WEST PALM BEACH, Fla. (AP) -- A Florida doctor charged with corruption alongside New Jersey Sen. Bob Menendez appeared closer to being released from jail Monday as an agreement about his bond solidified.

Dr. Salomon Melgen arrives at the Martin Luther King Jr. Federal Courthouse for his arraignment, in Newark (AP Photo/Julio Cortez, File)

A hearing in federal court in West Palm Beach ended with no formal decision on Dr. Salomon Melgen's release, but U.S. Magistrate Judge James Hopkins said he hoped to issue an order Wednesday in the Medicare fraud case.

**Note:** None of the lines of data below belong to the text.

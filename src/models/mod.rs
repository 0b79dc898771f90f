use chrono::{DateTime, NaiveDate, Utc};
use serde::{Deserialize, Serialize, Serializer};
use serde_json::Value;
use std::collections::HashMap;
use std::path::{Path, PathBuf};
use url::Url;

use crate::error::{Result, SyncError};

/// Watchlist used when neither `TICKERS` nor `--tickers` is given
pub const DEFAULT_TICKERS: &[&str] = &["A", "AA", "TSLA", "GME", "AMC"];

/// FINRA short interest file expected in the download directory
pub const DEFAULT_FINRA_FILE_NAME: &str = "shrt20250715.csv";

pub const DEFAULT_MARKET_DATA_BASE_URL: &str = "https://query2.finance.yahoo.com";

/// Sets the session cookie the quoteSummary crumb is tied to
pub const DEFAULT_MARKET_DATA_COOKIE_URL: &str = "https://fc.yahoo.com";

/// Table both jobs read and write
pub const METRICS_TABLE: &str = "stock_metrics";

/// One daily observation from the market-data provider
#[derive(Debug, Clone, PartialEq)]
pub struct PriceBar {
    pub timestamp: i64, // Unix seconds
    pub close: f64,
    pub volume: i64,
}

/// Descriptive key/value data for a ticker (`shortPercentOfFloat`, `floatShares`, ...)
#[derive(Debug, Clone, Default)]
pub struct InfoBundle {
    fields: HashMap<String, Value>,
}

impl InfoBundle {
    pub fn new(fields: HashMap<String, Value>) -> Self {
        Self { fields }
    }

    pub fn empty() -> Self {
        Self::default()
    }

    pub fn insert(&mut self, key: impl Into<String>, value: Value) {
        self.fields.insert(key.into(), value);
    }

    /// Numeric value for `key`; null, NaN and non-numeric values are treated as absent
    pub fn get_f64(&self, key: &str) -> Option<f64> {
        let value = match self.fields.get(key)? {
            Value::Number(n) => n.as_f64(),
            Value::String(s) => s.trim().parse::<f64>().ok(),
            _ => None,
        }?;
        value.is_finite().then_some(value)
    }
}

/// A single `stock_metrics` row produced by the snapshot job
#[derive(Debug, Clone, PartialEq, Serialize)]
pub struct MetricRecord {
    pub ticker: String,
    pub price: f64,
    pub volume: i64,
    pub short_interest: Option<f64>,
    pub float_shares: Option<i64>,
    pub days_to_cover: Option<f64>,
    #[serde(serialize_with = "flag_as_int")]
    pub price_spike: bool,
    #[serde(serialize_with = "flag_as_int")]
    pub volume_spike: bool,
    pub volatility_14d: Option<f64>,
    pub timestamp: DateTime<Utc>,
}

// The hosted table stores spike flags as 0/1 integers.
fn flag_as_int<S: Serializer>(flag: &bool, serializer: S) -> std::result::Result<S::Ok, S::Error> {
    serializer.serialize_i64(i64::from(*flag))
}

/// Row echoed back by the datastore after an insert
#[derive(Debug, Clone, PartialEq, Deserialize)]
pub struct StoredMetric {
    #[serde(default)]
    pub id: Option<i64>,
    pub ticker: String,
    #[serde(default)]
    pub finra_settlement_date: Option<NaiveDate>,
}

/// A parsed row of the FINRA short interest file
#[derive(Debug, Clone, PartialEq)]
pub struct FilingRecord {
    pub symbol_code: String,
    pub current_short_position: i64,
    pub previous_short_position: Option<i64>,
    pub average_daily_volume: i64,
    pub days_to_cover: Option<f64>,
    pub change_percent: Option<f64>,
    pub settlement_date: NaiveDate,
    pub stock_split_flag: Option<String>,
}

impl FilingRecord {
    /// Column values written onto every metric row in the filing's window
    pub fn to_update(&self) -> FinraUpdate {
        FinraUpdate {
            finra_current_short: self.current_short_position,
            finra_previous_short: self.previous_short_position,
            finra_stock_split_flag: self.stock_split_flag.clone(),
            finra_avg_daily_volume: self.average_daily_volume,
            finra_days_to_cover: self.days_to_cover,
            finra_change_percent: self.change_percent,
            finra_settlement_date: self.settlement_date,
        }
    }
}

/// PATCH payload for the FINRA columns of `stock_metrics`
#[derive(Debug, Clone, PartialEq, Serialize)]
pub struct FinraUpdate {
    pub finra_current_short: i64,
    pub finra_previous_short: Option<i64>,
    pub finra_stock_split_flag: Option<String>,
    pub finra_avg_daily_volume: i64,
    pub finra_days_to_cover: Option<f64>,
    pub finra_change_percent: Option<f64>,
    pub finra_settlement_date: NaiveDate,
}

/// Where metric rows are persisted
#[derive(Debug, Clone, PartialEq)]
pub enum DatastoreConfig {
    Supabase { url: String, key: String },
    Sqlite { path: PathBuf },
}

/// Configuration for both jobs, built once at startup
#[derive(Debug, Clone)]
pub struct Config {
    pub datastore: DatastoreConfig,
    pub tickers: Vec<String>,
    pub finra_file_name: String,
    pub download_dir: PathBuf,
    pub ticker_delay_ms: u64,
    pub history_period_days: u32,
    pub market_data_base_url: String,
    pub market_data_cookie_url: String,
}

impl Config {
    /// Load configuration from environment variables
    pub fn from_env(local_db: Option<PathBuf>) -> Result<Self> {
        dotenvy::dotenv().ok(); // Load .env file if it exists

        Self::from_lookup(|key| std::env::var(key).ok(), local_db)
    }

    /// Build configuration from an arbitrary variable source
    pub fn from_lookup<F>(get: F, local_db: Option<PathBuf>) -> Result<Self>
    where
        F: Fn(&str) -> Option<String>,
    {
        let non_empty = |key: &str| get(key).map(|v| v.trim().to_string()).filter(|v| !v.is_empty());

        let datastore = match local_db {
            Some(path) => DatastoreConfig::Sqlite { path },
            None => {
                let url = non_empty("SUPABASE_URL");
                let key = non_empty("SUPABASE_KEY");
                let (url, key) = match (url, key) {
                    (Some(url), Some(key)) => (url, key),
                    _ => {
                        return Err(SyncError::Config(
                            "Missing required environment variables: SUPABASE_URL and/or SUPABASE_KEY".to_string(),
                        ))
                    }
                };
                Url::parse(&url)
                    .map_err(|e| SyncError::Config(format!("SUPABASE_URL is not a valid URL ({}): {}", url, e)))?;
                DatastoreConfig::Supabase { url, key }
            }
        };

        let tickers = match non_empty("TICKERS") {
            Some(list) => parse_ticker_list(&list),
            None => DEFAULT_TICKERS.iter().map(|t| t.to_string()).collect(),
        };
        if tickers.is_empty() {
            return Err(SyncError::Config("Ticker list is empty".to_string()));
        }

        let download_dir = match non_empty("DOWNLOAD_DIR") {
            Some(dir) => PathBuf::from(dir),
            None => dirs::home_dir()
                .map(|home| home.join("Downloads"))
                .ok_or_else(|| SyncError::Config("Could not determine home directory; set DOWNLOAD_DIR".to_string()))?,
        };

        let market_data_base_url = non_empty("MARKET_DATA_BASE_URL")
            .unwrap_or_else(|| DEFAULT_MARKET_DATA_BASE_URL.to_string());
        Url::parse(&market_data_base_url)
            .map_err(|e| SyncError::Config(format!("MARKET_DATA_BASE_URL is not a valid URL: {}", e)))?;

        let market_data_cookie_url = non_empty("MARKET_DATA_COOKIE_URL")
            .unwrap_or_else(|| DEFAULT_MARKET_DATA_COOKIE_URL.to_string());
        Url::parse(&market_data_cookie_url)
            .map_err(|e| SyncError::Config(format!("MARKET_DATA_COOKIE_URL is not a valid URL: {}", e)))?;

        let ticker_delay_ms = parse_number(non_empty("TICKER_DELAY_MS"), "TICKER_DELAY_MS", 100u64)?;
        let history_period_days = parse_number(non_empty("HISTORY_PERIOD_DAYS"), "HISTORY_PERIOD_DAYS", 30u32)?;
        if history_period_days == 0 {
            return Err(SyncError::Config("HISTORY_PERIOD_DAYS must be at least 1".to_string()));
        }

        Ok(Config {
            datastore,
            tickers,
            finra_file_name: non_empty("FINRA_FILE_NAME").unwrap_or_else(|| DEFAULT_FINRA_FILE_NAME.to_string()),
            download_dir,
            ticker_delay_ms,
            history_period_days,
            market_data_base_url,
            market_data_cookie_url,
        })
    }

    /// Replace the watchlist (from `--tickers`)
    pub fn with_tickers(mut self, tickers: Vec<String>) -> Result<Self> {
        let tickers: Vec<String> = tickers
            .iter()
            .flat_map(|t| parse_ticker_list(t))
            .collect();
        if tickers.is_empty() {
            return Err(SyncError::Config("Ticker list is empty".to_string()));
        }
        self.tickers = tickers;
        Ok(self)
    }

    /// Full path of the FINRA file inside the download directory
    pub fn filing_path(&self) -> PathBuf {
        self.download_dir.join(&self.finra_file_name)
    }

    pub fn filing_path_or(&self, explicit: Option<&Path>) -> PathBuf {
        explicit.map(Path::to_path_buf).unwrap_or_else(|| self.filing_path())
    }
}

/// Unset falls back to `default`; a set but malformed value is a configuration error
fn parse_number<T: std::str::FromStr>(raw: Option<String>, key: &str, default: T) -> Result<T> {
    match raw {
        None => Ok(default),
        Some(v) => v
            .parse()
            .map_err(|_| SyncError::Config(format!("{} must be a non-negative integer, got: {}", key, v))),
    }
}

/// Split a comma separated ticker list, normalising to upper case
pub fn parse_ticker_list(list: &str) -> Vec<String> {
    list.split(',')
        .map(|t| t.trim().to_uppercase())
        .filter(|t| !t.is_empty())
        .collect()
}
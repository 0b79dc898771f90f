use thiserror::Error;

/// Errors raised by the collaborators of the snapshot and FINRA jobs
#[derive(Error, Debug)]
pub enum SyncError {
    #[error("Configuration error: {0}")]
    Config(String),

    #[error("HTTP request error: {0}")]
    Http(#[from] reqwest::Error),

    #[error("API request failed with status {status}: {body}")]
    Api { status: u16, body: String },

    #[error("Unexpected response: {0}")]
    InvalidResponse(String),

    #[error("Database error: {0}")]
    Database(#[from] sqlx::Error),

    #[error("Failed to load filing file {path}: {reason}")]
    FilingLoad { path: String, reason: String },

    #[error("Serialization error: {0}")]
    Serialization(#[from] serde_json::Error),

    #[error("Invalid URL: {0}")]
    Url(#[from] url::ParseError),

    #[error("IO error: {0}")]
    Io(#[from] std::io::Error),
}

impl From<csv::Error> for SyncError {
    fn from(err: csv::Error) -> Self {
        SyncError::FilingLoad {
            path: String::from("<csv>"),
            reason: err.to_string(),
        }
    }
}

pub type Result<T> = std::result::Result<T, SyncError>;
use chrono::{NaiveDate, Utc};
use tracing_subscriber::{EnvFilter, FmtSubscriber};

/// Install the global tracing subscriber. `RUST_LOG` wins over `verbose`.
pub fn init_logging(verbose: bool) {
    let default_level = if verbose { "stock_metrics=debug" } else { "stock_metrics=info" };
    let filter = EnvFilter::try_from_default_env().unwrap_or_else(|_| EnvFilter::new(default_level));

    let subscriber = FmtSubscriber::builder()
        .with_env_filter(filter)
        .with_target(false)
        .finish();

    // A subscriber may already be installed (tests)
    let _ = tracing::subscriber::set_global_default(subscriber);
}

/// Today's date in UTC
pub fn today_utc() -> NaiveDate {
    Utc::now().date_naive()
}

/// Parse a CLI date given as `YYYYMMDD` or `YYYY-MM-DD`
pub fn parse_date_arg(date_str: &str) -> Result<NaiveDate, String> {
    let trimmed = date_str.trim();

    if trimmed.len() == 8 && trimmed.chars().all(|c| c.is_ascii_digit()) {
        return NaiveDate::parse_from_str(trimmed, "%Y%m%d")
            .map_err(|e| format!("Invalid date {}: {}", trimmed, e));
    }

    NaiveDate::parse_from_str(trimmed, "%Y-%m-%d")
        .map_err(|_| format!("Date must be YYYYMMDD or YYYY-MM-DD, got: {}", trimmed))
}
use chrono::{DateTime, NaiveDate, SecondsFormat, Utc};

use crate::error::Result;
use crate::models::{DatastoreConfig, FinraUpdate, MetricRecord, StoredMetric};

pub mod sqlite;
pub mod supabase;

pub use sqlite::SqliteMetricsStore;
pub use supabase::SupabaseClient;

/// Persistence for `stock_metrics` rows
#[cfg_attr(test, mockall::automock)]
#[async_trait::async_trait]
pub trait MetricsStore: Send + Sync {
    /// Insert one snapshot row; returns the rows the store confirms (empty = not confirmed)
    async fn insert_metric(&self, record: &MetricRecord) -> Result<Vec<StoredMetric>>;

    /// Write the FINRA columns onto every `ticker` row with `from <= timestamp < to`.
    /// Returns the number of rows updated.
    async fn update_finra(
        &self,
        ticker: &str,
        from: DateTime<Utc>,
        to: DateTime<Utc>,
        update: &FinraUpdate,
    ) -> Result<usize>;
}

/// Open the configured datastore
pub async fn connect(config: &DatastoreConfig) -> Result<Box<dyn MetricsStore>> {
    match config {
        DatastoreConfig::Supabase { url, key } => Ok(Box::new(SupabaseClient::new(url, key)?)),
        DatastoreConfig::Sqlite { path } => Ok(Box::new(SqliteMetricsStore::open(path).await?)),
    }
}

/// `[day 00:00Z, next day 00:00Z)`
pub fn day_bounds(day: NaiveDate) -> (DateTime<Utc>, DateTime<Utc>) {
    let start = day.and_time(chrono::NaiveTime::MIN).and_utc();
    (start, start + chrono::Duration::days(1))
}

/// Fixed-width UTC timestamp text (`2025-07-11T00:00:00.000000Z`), ordered lexically
pub fn format_timestamp(ts: DateTime<Utc>) -> String {
    ts.to_rfc3339_opts(SecondsFormat::Micros, true)
}
//! Listener feed lines
//!
//! Snapshot: `[<id>] <seq> | <STATUS> | <age>\r\n`
//! Update:   `[<id>] <field_name> | <field_value>\r\n`

use std::fmt::Write;

use bytes::Bytes;

use crate::frame::{FieldReport, SourceId, SourceStatus};

/// One snapshot line for a known source.
///
/// `age` is in hundredths of a second. It is omitted when unknown.
pub fn snapshot_line(
    id: &SourceId,
    sequence: u16,
    status: SourceStatus,
    age: Option<u64>,
) -> String {
    match age {
        Some(age) => format!("[{}] {} | {} | {}\r\n", id, sequence, status, age),
        None => format!("[{}] {} | {}\r\n", id, sequence, status),
    }
}

pub fn field_line(id: &SourceId, report: &FieldReport) -> String {
    format!("[{}] {} | {}\r\n", id, report.name, report.value)
}

/// All update lines for one frame, in field order.
pub fn render_fields(id: &SourceId, fields: &[FieldReport]) -> Bytes {
    let mut out = String::with_capacity(fields.len() * 32);
    for report in fields {
        // Writing to a String cannot fail
        let _ = write!(out, "[{}] {} | {}\r\n", id, report.name, report.value);
    }
    Bytes::from(out)
}

#[cfg(test)]
mod tests {
    use super::*;
    use crate::frame::FieldName;

    fn id() -> SourceId {
        SourceId::try_from("SOURCE01").unwrap()
    }

    #[test]
    fn test_snapshot_line() {
        let line = snapshot_line(&id(), 7, SourceStatus::Active, Some(1250));
        assert_eq!(line, "[SOURCE01] 7 | ACTIVE | 1250\r\n");
    }

    #[test]
    fn test_snapshot_line_without_age() {
        let line = snapshot_line(&id(), 0, SourceStatus::Idle, None);
        assert_eq!(line, "[SOURCE01] 0 | IDLE\r\n");
    }

    #[test]
    fn test_field_line() {
        let report = FieldReport::new(FieldName::try_from("TEMP0001").unwrap(), 42);
        assert_eq!(field_line(&id(), &report), "[SOURCE01] TEMP0001 | 42\r\n");
    }

    #[test]
    fn test_render_fields_preserves_order() {
        let fields = vec![
            FieldReport::new(FieldName::try_from("TEMP0001").unwrap(), 42),
            FieldReport::new(FieldName::try_from("VOLT0002").unwrap(), u32::MAX),
        ];
        let rendered = render_fields(&id(), &fields);
        assert_eq!(
            rendered,
            Bytes::from("[SOURCE01] TEMP0001 | 42\r\n[SOURCE01] VOLT0002 | 4294967295\r\n")
        );
        let joined: String = fields.iter().map(|f| field_line(&id(), f)).collect();
        assert_eq!(rendered, Bytes::from(joined));
    }

    #[test]
    fn test_render_no_fields() {
        assert!(render_fields(&id(), &[]).is_empty());
    }
}
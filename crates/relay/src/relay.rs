use quanta::Clock;
use tokio::sync::watch;

use crate::listeners::ListenerRegistry;
use crate::metrics::RelayMetrics;
use crate::registry::SourceRegistry;

/// Shared state behind both services
pub struct Relay {
    sources: SourceRegistry,
    listeners: ListenerRegistry,
    metrics: RelayMetrics,
}

impl Relay {
    pub fn new() -> Self {
        Self::with_clock(Clock::new())
    }

    pub fn with_clock(clock: Clock) -> Self {
        Self {
            sources: SourceRegistry::new(clock),
            listeners: ListenerRegistry::new(),
            metrics: RelayMetrics::new(),
        }
    }

    pub fn sources(&self) -> &SourceRegistry {
        &self.sources
    }

    pub fn listeners(&self) -> &ListenerRegistry {
        &self.listeners
    }

    pub fn metrics(&self) -> &RelayMetrics {
        &self.metrics
    }

    /// Close every listener channel and refuse new listeners
    pub fn shutdown(&self) {
        self.listeners.close_all();
        self.metrics.listeners.set(0);
    }
}

impl Default for Relay {
    fn default() -> Self {
        Self::new()
    }
}

/// Resolves once shutdown is signalled. A dropped sender never signals.
pub(crate) async fn wait_for_shutdown(rx: &mut watch::Receiver<bool>) {
    let signalled = rx.wait_for(|stop| *stop).await.is_ok();
    if !signalled {
        std::future::pending::<()>().await;
    }
}
//! telerelay-protocol: Source frame codec and listener feed formatting
//!
//! Sources push fixed-layout binary status frames guarded by an XOR checksum;
//! listeners receive the same data as `\r\n` terminated text lines.

pub mod error;
pub mod feed;
pub mod frame;

pub use error::FrameError;
pub use feed::{field_line, render_fields, snapshot_line};
pub use frame::{
    encode_response, lrc, read_frame, FieldName, FieldReport, Frame, Response, SourceId,
    SourceStatus, ACK_TAG, FIELD_LEN, HEADER_LEN, MAX_FIELDS, NAK_TAG,
};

Hopkins ruled last month that Melgen should be held until he stands trial in the Medicare case, which is separate from corruption charges he faces with Menendez in New Jersey. But U.S. District Judge Kenneth Marra overruled him earlier this month, saying that although he agreed Melgen is a flight risk and the evidence against him is considerable, he still should be allowed to be released.

Though not finalized and subject to Hopkins' ruling, the potential agreement that has taken shape over multiple hearings could include a corporate surety bond of $3 million and an additional $15 million personal surety bond, all part of prosecutors' efforts to tie up the eye surgeon's vast wealth in holdings in the U.S. and his native Dominican Republic to keep him from fleeing while awaiting trial.

"I don't want him to have access to liquid assets that he can run with," Hopkins said.

As they have repeatedly, prosecutors and defense attorneys tangled on the details of Melgen's wealth, and his wife, two children and son-in-law were called to testify about their own finances.

Melgen, who has been behind bars since his April 14 arrest, did not appear in court Monday.

The indictment unsealed in Florida in April came just two weeks after another one in New Jersey in which prosecutors say Menendez intervened on his friend's behalf to gain visas for Melgen's foreign girlfriends, press Dominican officials to honor a lucrative port contract for one of the doctor's businesses, and influence Medicare officials on billing disputes. In exchange, authorities say, Melgen showered the senator with flights, vacations and contributions. Both Melgen and Menendez have pleaded not guilty in that case.